▶ [WORK INSTRUCTION] Set down the entries once more, exactly as they are written.

▶ [DATA EXTRACTS]
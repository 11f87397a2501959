//! Drives the exported functions the way a foreign collector would.
//! Everything shares the process-wide bridge, so it runs as one ordered scenario.

use std::ffi::{CStr, CString};
use std::os::raw::c_char;
use std::ptr;

use bridge_core::{AllocationLedger, MetricValue, OwnedRawMap, OwnedRawModifiers, RawError, RawValue, Timestamp};
use bridge_ffi::bridge;
use bridge_ffi::context_ops::*;
use bridge_ffi::define_ops::*;
use bridge_ffi::release::*;

fn c(s: &str) -> CString {
    CString::new(s).unwrap()
}

unsafe fn take_error(err: *mut RawError) -> Option<String> {
    if err.is_null() {
        return None;
    }
    let msg = CStr::from_ptr((*err).msg).to_str().unwrap().to_string();
    dealloc_error(err);
    Some(msg)
}

unsafe fn take_string(p: *mut c_char) -> Option<String> {
    if p.is_null() {
        return None;
    }
    let s = CStr::from_ptr(p).to_str().unwrap().to_string();
    dealloc_charp(p);
    Some(s)
}

unsafe fn take_str_array(p: *mut *mut c_char) -> Vec<String> {
    let mut out = Vec::new();
    let mut i = 0;
    while !(*p.add(i)).is_null() {
        out.push(CStr::from_ptr(*p.add(i)).to_str().unwrap().to_string());
        i += 1;
    }
    dealloc_str_array(p);
    out
}

#[test]
fn collector_session_through_the_c_surface() {
    let task = c("ffi-task");
    let baseline = AllocationLedger::global().outstanding();

    unsafe {
        // define phase
        define_metric(c("/demo/cpu/usage").as_ptr(), 3, c("%").as_ptr(), c("cpu usage").as_ptr());
        define_metric(c("/demo/disk/[device]/iops").as_ptr(), 1, c("").as_ptr(), c("disk iops").as_ptr());
        define_metric(c("/demo/bad/kind").as_ptr(), 9, c("").as_ptr(), c("").as_ptr());
        define_group(c("device").as_ptr(), c("block device").as_ptr());
        define_instances_limit(3);
        assert_eq!(take_error(define_example_config(c(r#"{"interval": 5}"#).as_ptr())), None);
        let err = take_error(define_example_config(c("not json").as_ptr())).unwrap();
        assert!(err.contains("not valid JSON"), "{}", err);

        bridge()
            .load_task(
                "ffi-task",
                r#"{"server": {"port": 8080}, "tags": ["a", "b"]}"#,
                &["/demo/cpu/*".to_string()],
            )
            .unwrap();

        // late definitions are refused
        define_metric(c("/demo/late/metric").as_ptr(), 1, c("").as_ptr(), c("").as_ptr());
        let snapshot = bridge().definitions().snapshot();
        assert_eq!(snapshot.metrics.len(), 2);
        assert_eq!(snapshot.instances_limit, Some(3));

        // submission
        let value = RawValue::from(MetricValue::Double(42.5));
        assert_eq!(take_error(ctx_add_metric(task.as_ptr(), c("/demo/cpu/usage").as_ptr(), &value, ptr::null())), None);

        let err = take_error(ctx_add_metric(task.as_ptr(), c("/demo/mem/free").as_ptr(), &value, ptr::null()));
        assert_eq!(err.as_deref(), Some("metric /demo/mem/free is not defined"));

        let modifiers = OwnedRawModifiers::new()
            .tags_to_add(&[("host", "h1")])
            .timestamp(1_700_000_000, 5)
            .unit("percent");
        let raw_modifiers = modifiers.as_raw();
        assert_eq!(
            take_error(ctx_add_metric(task.as_ptr(), c("/demo/cpu/usage").as_ptr(), &value, &raw_modifiers)),
            None
        );

        let iops = RawValue::from(MetricValue::Int64(12));
        let disk = c("/demo/disk/[device=sda]/iops");
        assert_eq!(
            take_error(ctx_always_apply(task.as_ptr(), c("/demo/disk/**").as_ptr(), &raw_modifiers)),
            None
        );
        assert_eq!(take_error(ctx_add_metric(task.as_ptr(), disk.as_ptr(), &iops, ptr::null())), None);
        assert!(take_error(ctx_always_apply(task.as_ptr(), c("").as_ptr(), ptr::null())).is_some());

        {
            let entry = bridge().contexts().get("ffi-task").unwrap();
            let state = entry.state();
            assert_eq!(state.samples.len(), 3);
            assert_eq!(state.samples[0].unit, "%");
            assert_eq!(state.samples[1].unit, "percent");
            assert_eq!(state.samples[1].tags.get("host"), Some("h1"));
            assert_eq!(state.samples[1].timestamp, Timestamp::new(1_700_000_000, 5).unwrap());
            assert_eq!(state.samples[2].name, "/demo/disk/sda/iops");
            assert_eq!(state.samples[2].tags.get("host"), Some("h1"));
        }
        ctx_dismiss_all_modifiers(task.as_ptr());
        assert_eq!(take_error(ctx_add_metric(task.as_ptr(), disk.as_ptr(), &iops, ptr::null())), None);
        assert!(bridge().contexts().get("ffi-task").unwrap().state().samples[3].tags.is_empty());

        // filters
        assert_eq!(ctx_should_process(task.as_ptr(), c("/demo/cpu").as_ptr()), 1);
        assert_eq!(ctx_should_process(task.as_ptr(), c("/demo/disk").as_ptr()), 0);
        assert_eq!(take_str_array(ctx_requested_metrics(task.as_ptr())), vec!["/demo/cpu/*"]);

        // configuration
        assert_eq!(take_string(ctx_config_value(task.as_ptr(), c("server.port").as_ptr())).as_deref(), Some("8080"));
        assert_eq!(take_string(ctx_config_value(task.as_ptr(), c("missing").as_ptr())), None);
        assert_eq!(take_str_array(ctx_config_keys(task.as_ptr())), vec!["server.port", "tags"]);
        assert_eq!(take_string(ctx_config_value(task.as_ptr(), c("tags").as_ptr())).as_deref(), Some("a,b"));
        assert!(take_string(ctx_raw_config(task.as_ptr())).unwrap().contains("8080"));

        // control
        ctx_add_warning(task.as_ptr(), c("disk sdb missing").as_ptr());
        let fields = OwnedRawMap::new(&[("device", "sdb")]);
        ctx_log(task.as_ptr(), 2, c("device vanished").as_ptr(), fields.as_ptr());
        ctx_log(task.as_ptr(), 42, c("unknown level").as_ptr(), ptr::null());
        assert_eq!(ctx_is_done(task.as_ptr()), 0);

        bridge().cancel("ffi-task").unwrap();
        assert_eq!(ctx_is_done(task.as_ptr()), 1);
        let err = take_error(ctx_add_metric(task.as_ptr(), c("/demo/cpu/usage").as_ptr(), &value, ptr::null()));
        assert_eq!(err.as_deref(), Some("task ffi-task has been canceled"));

        let (_, warnings) = bridge().take_results(&bridge().contexts().get("ffi-task").unwrap());
        assert_eq!(warnings.len(), 1);

        // unknown contexts are reported on calls that can carry an error
        let err = take_error(ctx_add_metric(c("gone").as_ptr(), c("/demo/cpu/usage").as_ptr(), &value, ptr::null()));
        assert_eq!(err.as_deref(), Some("context gone does not exist"));

        bridge().unload_task("ffi-task").unwrap();

        // null releases are no-ops
        dealloc_error(ptr::null_mut());
        dealloc_charp(ptr::null_mut());
        dealloc_str_array(ptr::null_mut());
    }

    assert_eq!(AllocationLedger::global().outstanding(), baseline);
}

▶ [REPLY TO THE EXERCISE]
repository 11f87397a2501959
//! Drives the exported functions the way a foreign collector would.
//! Everything shares the process-wide bridge, so it runs as one ordered scenario.

use std::ffi::{CStr, CString};
use std::os::raw::c_char;
use std::ptr;

use bridge_core::{AllocationLedger, MetricValue, OwnedRawMap, OwnedRawModifiers, RawError, RawValue, Timestamp};
use bridge_ffi::bridge;
use bridge_ffi::context_ops::*;
use bridge_ffi::define_ops::*;
use bridge_ffi::release::*;

fn c(s: &str) -> CString {
    CString::new(s).unwrap()
}

unsafe fn take_error(err: *mut RawError) -> Option<String> {
    if err.is_null() {
        return None;
    }
    let msg = CStr::from_ptr((*err).msg).to_str().unwrap().to_string();
    dealloc_error(err);
    Some(msg)
}

unsafe fn take_string(p: *mut c_char) -> Option<String> {
    if p.is_null() {
        return None;
    }
    let s = CStr::from_ptr(p).to_str().unwrap().to_string();
    dealloc_charp(p);
    Some(s)
}

unsafe fn take_str_array(p: *mut *mut c_char) -> Vec<String> {
    let mut out = Vec::new();
    let mut i = 0;
    while !(*p.add(i)).is_null() {
        out.push(CStr::from_ptr(*p.add(i)).to_str().unwrap().to_string());
        i += 1;
    }
    dealloc_str_array(p);
    out
}

#[test]
fn collector_session_through_the_c_surface() {
    let task = c("ffi-task");
    let baseline = AllocationLedger::global().outstanding();

    unsafe {
        // define phase
        define_metric(c("/demo/cpu/usage").as_ptr(), 3, c("%").as_ptr(), c("cpu usage").as_ptr());
        define_metric(c("/demo/disk/[device]/iops").as_ptr(), 1, c("").as_ptr(), c("disk iops").as_ptr());
        define_metric(c("/demo/bad/kind").as_ptr(), 9, c("").as_ptr(), c("").as_ptr());
        define_group(c("device").as_ptr(), c("block device").as_ptr());
        define_instances_limit(3);
        assert_eq!(take_error(define_example_config(c(r#"{"interval": 5}"#).as_ptr())), None);
        let err = take_error(define_example_config(c("not json").as_ptr())).unwrap();
        assert!(err.contains("not valid JSON"), "{}", err);

        bridge()
            .load_task(
                "ffi-task",
                r#"{"server": {"port": 8080}, "tags": ["a", "b"]}"#,
                &["/demo/cpu/*".to_string()],
            )
            .unwrap();

        // late definitions are refused
        define_metric(c("/demo/late/metric").as_ptr(), 1, c("").as_ptr(), c("").as_ptr());
        let snapshot = bridge().definitions().snapshot();
        assert_eq!(snapshot.metrics.len(), 2);
        assert_eq!(snapshot.instances_limit, Some(3));

        // submission
        let value = RawValue::from(MetricValue::Double(42.5));
        assert_eq!(take_error(ctx_add_metric(task.as_ptr(), c("/demo/cpu/usage").as_ptr(), &value, ptr::null())), None);

        let err = take_error(ctx_add_metric(task.as_ptr(), c("/demo/mem/free").as_ptr(), &value, ptr::null()));
        assert_eq!(err.as_deref(), Some("metric /demo/mem/free is not defined"));

        let modifiers = OwnedRawModifiers::new()
            .tags_to_add(&[("host", "h1")])
            .timestamp(1_700_000_000, 5)
            .unit("percent");
        let raw_modifiers = modifiers.as_raw();
        assert_eq!(
            take_error(ctx_add_metric(task.as_ptr(), c("/demo/cpu/usage").as_ptr(), &value, &raw_modifiers)),
            None
        );

        let iops = RawValue::from(MetricValue::Int64(12));
        let disk = c("/demo/disk/[device=sda]/iops");
        assert_eq!(
            take_error(ctx_always_apply(task.as_ptr(), c("/demo/disk/**").as_ptr(), &raw_modifiers)),
            None
        );
        assert_eq!(take_error(ctx_add_metric(task.as_ptr(), disk.as_ptr(), &iops, ptr::null())), None);
        assert!(take_error(ctx_always_apply(task.as_ptr(), c("").as_ptr(), ptr::null())).is_some());

        {
            let entry = bridge().contexts().get("ffi-task").unwrap();
            let state = entry.state();
            assert_eq!(state.samples.len(), 3);
            assert_eq!(state.samples[0].unit, "%");
            assert_eq!(state.samples[1].unit, "percent");
            assert_eq!(state.samples[1].tags.get("host"), Some("h1"));
            assert_eq!(state.samples[1].timestamp, Timestamp::new(1_700_000_000, 5).unwrap());
            assert_eq!(state.samples[2].name, "/demo/disk/sda/iops");
            assert_eq!(state.samples[2].tags.get("host"), Some("h1"));
        }
        ctx_dismiss_all_modifiers(task.as_ptr());
        assert_eq!(take_error(ctx_add_metric(task.as_ptr(), disk.as_ptr(), &iops, ptr::null())), None);
        assert!(bridge().contexts().get("ffi-task").unwrap().state().samples[3].tags.is_empty());

        // filters
        assert_eq!(ctx_should_process(task.as_ptr(), c("/demo/cpu").as_ptr()), 1);
        assert_eq!(ctx_should_process(task.as_ptr(), c("/demo/disk").as_ptr()), 0);
        assert_eq!(take_str_array(ctx_requested_metrics(task.as_ptr())), vec!["/demo/cpu/*"]);

        // configuration
        assert_eq!(take_string(ctx_config_value(task.as_ptr(), c("server.port").as_ptr())).as_deref(), Some("8080"));
        assert_eq!(take_string(ctx_config_value(task.as_ptr(), c("missing").as_ptr())), None);
        assert_eq!(take_str_array(ctx_config_keys(task.as_ptr())), vec!["server.port", "tags"]);
        assert_eq!(take_string(ctx_config_value(task.as_ptr(), c("tags").as_ptr())).as_deref(), Some("a,b"));
        assert!(take_string(ctx_raw_config(task.as_ptr())).unwrap().contains("8080"));

        // control
        ctx_add_warning(task.as_ptr(), c("disk sdb missing").as_ptr());
        let fields = OwnedRawMap::new(&[("device", "sdb")]);
        ctx_log(task.as_ptr(), 2, c("device vanished").as_ptr(), fields.as_ptr());
        ctx_log(task.as_ptr(), 42, c("unknown level").as_ptr(), ptr::null());
        assert_eq!(ctx_is_done(task.as_ptr()), 0);

        bridge().cancel("ffi-task").unwrap();
        assert_eq!(ctx_is_done(task.as_ptr()), 1);
        let err = take_error(ctx_add_metric(task.as_ptr(), c("/demo/cpu/usage").as_ptr(), &value, ptr::null()));
        assert_eq!(err.as_deref(), Some("task ffi-task has been canceled"));

        let (_, warnings) = bridge().take_results(&bridge().contexts().get("ffi-task").unwrap());
        assert_eq!(warnings.len(), 1);

        // unknown contexts are reported on calls that can carry an error
        let err = take_error(ctx_add_metric(c("gone").as_ptr(), c("/demo/cpu/usage").as_ptr(), &value, ptr::null()));
        assert_eq!(err.as_deref(), Some("context gone does not exist"));

        bridge().unload_task("ffi-task").unwrap();

        // null releases are no-ops
        dealloc_error(ptr::null_mut());
        dealloc_charp(ptr::null_mut());
        dealloc_str_array(ptr::null_mut());
    }

    assert_eq!(AllocationLedger::global().outstanding(), baseline);
}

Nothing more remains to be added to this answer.